Historical accuracy is always a concern. “Whenever we go to location,” Rogers says, “the first action is removing modernity. You never realize how many light switches are in a place, or conduit, or recessed lighting. We’re constantly ripping out door hardware. We try to be as historically correct as we can. We push the envelope a little bit, stylistically, into the Victorian era, because antebellum clothes weren’t particularly flattering. All the hoops become a lot to deal with—building bigger doorways and everything.”

Wagner concurs: “Underground nods to period, but certainly it’s no Lincoln [2012]. I’ve taken liberties on necklines.”

Wagner needed to grab her audience’s attention.
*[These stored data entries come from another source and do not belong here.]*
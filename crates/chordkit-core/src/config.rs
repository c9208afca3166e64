//! Plugin metadata and engine configuration.
//!
//! # Example
//!
//! ```ignore
//! use chordkit_core::PluginConfig;
//!
//! pub static CONFIG: PluginConfig = PluginConfig::new("Chordulator", 2)
//!     .with_description("Creates a chord for each note of the octave")
//!     .with_version(1, 0, 0);
//! ```

/// Static plugin metadata.
#[derive(Debug, Clone)]
pub struct PluginConfig {
    /// Plugin name displayed by the host.
    pub name: &'static str,

    /// One-line description.
    pub description: &'static str,

    /// Author name.
    pub maker: &'static str,

    /// Project homepage.
    pub homepage: &'static str,

    /// License name.
    pub license: &'static str,

    /// Version as `(major, minor, patch)`.
    pub version: (u8, u8, u8),

    /// Per-plugin index folded into [`unique_id`](Self::unique_id).
    pub index: u8,
}

impl PluginConfig {
    /// Create a configuration with the shared maker defaults.
    pub const fn new(name: &'static str, index: u8) -> Self {
        Self {
            name,
            description: "",
            maker: "riban",
            homepage: "https://github.com/riban-bw/lv2-plugins",
            license: "ISC",
            version: (1, 0, 0),
            index,
        }
    }

    /// Set the description.
    pub const fn with_description(mut self, description: &'static str) -> Self {
        self.description = description;
        self
    }

    /// Set the maker.
    pub const fn with_maker(mut self, maker: &'static str) -> Self {
        self.maker = maker;
        self
    }

    /// Set the homepage.
    pub const fn with_homepage(mut self, homepage: &'static str) -> Self {
        self.homepage = homepage;
        self
    }

    /// Set the license name.
    pub const fn with_license(mut self, license: &'static str) -> Self {
        self.license = license;
        self
    }

    /// Set the version.
    pub const fn with_version(mut self, major: u8, minor: u8, patch: u8) -> Self {
        self.version = (major, minor, patch);
        self
    }

    /// Version packed as `0x00MMmmpp`.
    pub const fn packed_version(&self) -> u32 {
        ((self.version.0 as u32) << 16) | ((self.version.1 as u32) << 8) | self.version.2 as u32
    }

    /// Version formatted as `major.minor.patch`.
    pub fn version_string(&self) -> String {
        format!("{}.{}.{}", self.version.0, self.version.1, self.version.2)
    }

    /// 64-bit id: the maker tag `riba` in the high word, `n` and the index below.
    pub const fn unique_id(&self) -> i64 {
        let maker = i64::from_be_bytes([0, 0, 0, 0, b'r', b'i', b'b', b'a']);
        (maker << 32) | ((b'n' as i64) << 24) | self.index as i64
    }
}

/// What to do with note events below a bounded modifier zone.
#[derive(Debug, Clone, Copy, PartialEq, Eq, Default)]
pub enum LowNotePolicy {
    /// Forward unchanged.
    #[default]
    PassThrough,
    /// Drop silently.
    Ignore,
}

/// Engine behaviour switches.
#[derive(Debug, Clone, Copy, PartialEq, Eq, Default)]
pub struct EngineConfig {
    /// Handling of notes below the modifier zone.
    pub low_notes: LowNotePolicy,
}

impl EngineConfig {
    /// Default configuration.
    pub const fn new() -> Self {
        Self {
            low_notes: LowNotePolicy::PassThrough,
        }
    }

    /// Set the low-note policy.
    pub const fn with_low_notes(mut self, low_notes: LowNotePolicy) -> Self {
        self.low_notes = low_notes;
        self
    }
}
Unlike Gone with the Wind’s costumes, these fashions are not seen on a big screen. “People are watching television on their cellphones,” she says. “I like to say that you should know everything you need to know about a character before they open their mouth, from their costume, hair, makeup. In film, you have the leisure for that long, beautiful shot, a lot of detail. In television, you’re setting up a character very quickly; it’s all about silhouettes.”

Season Two is well underway. “Today, they’re shooting in the oldest part of Savannah [Georgia],” Wagner tells True West, “where the cotton exchange was, which is second-speak for the slave market.”

The story line will focus on the Gullah Geechee on the islands of South Carolina. “It’s a particular population of enslaved people brought from the West Coast of Africa for rice farming,” Wagner says.

Rogers is happy that so much of this season will be on water. “I do like doing the boats—they’re really fun,” she says. “This show could go on for a long time: there’s a lot to tell. We’re just edging up on the Civil War. There are so many things that are about to happen in history. I could see Underground going five or six seasons, even more! Then there’s Reconstruction after that. There’s a lot to the story.”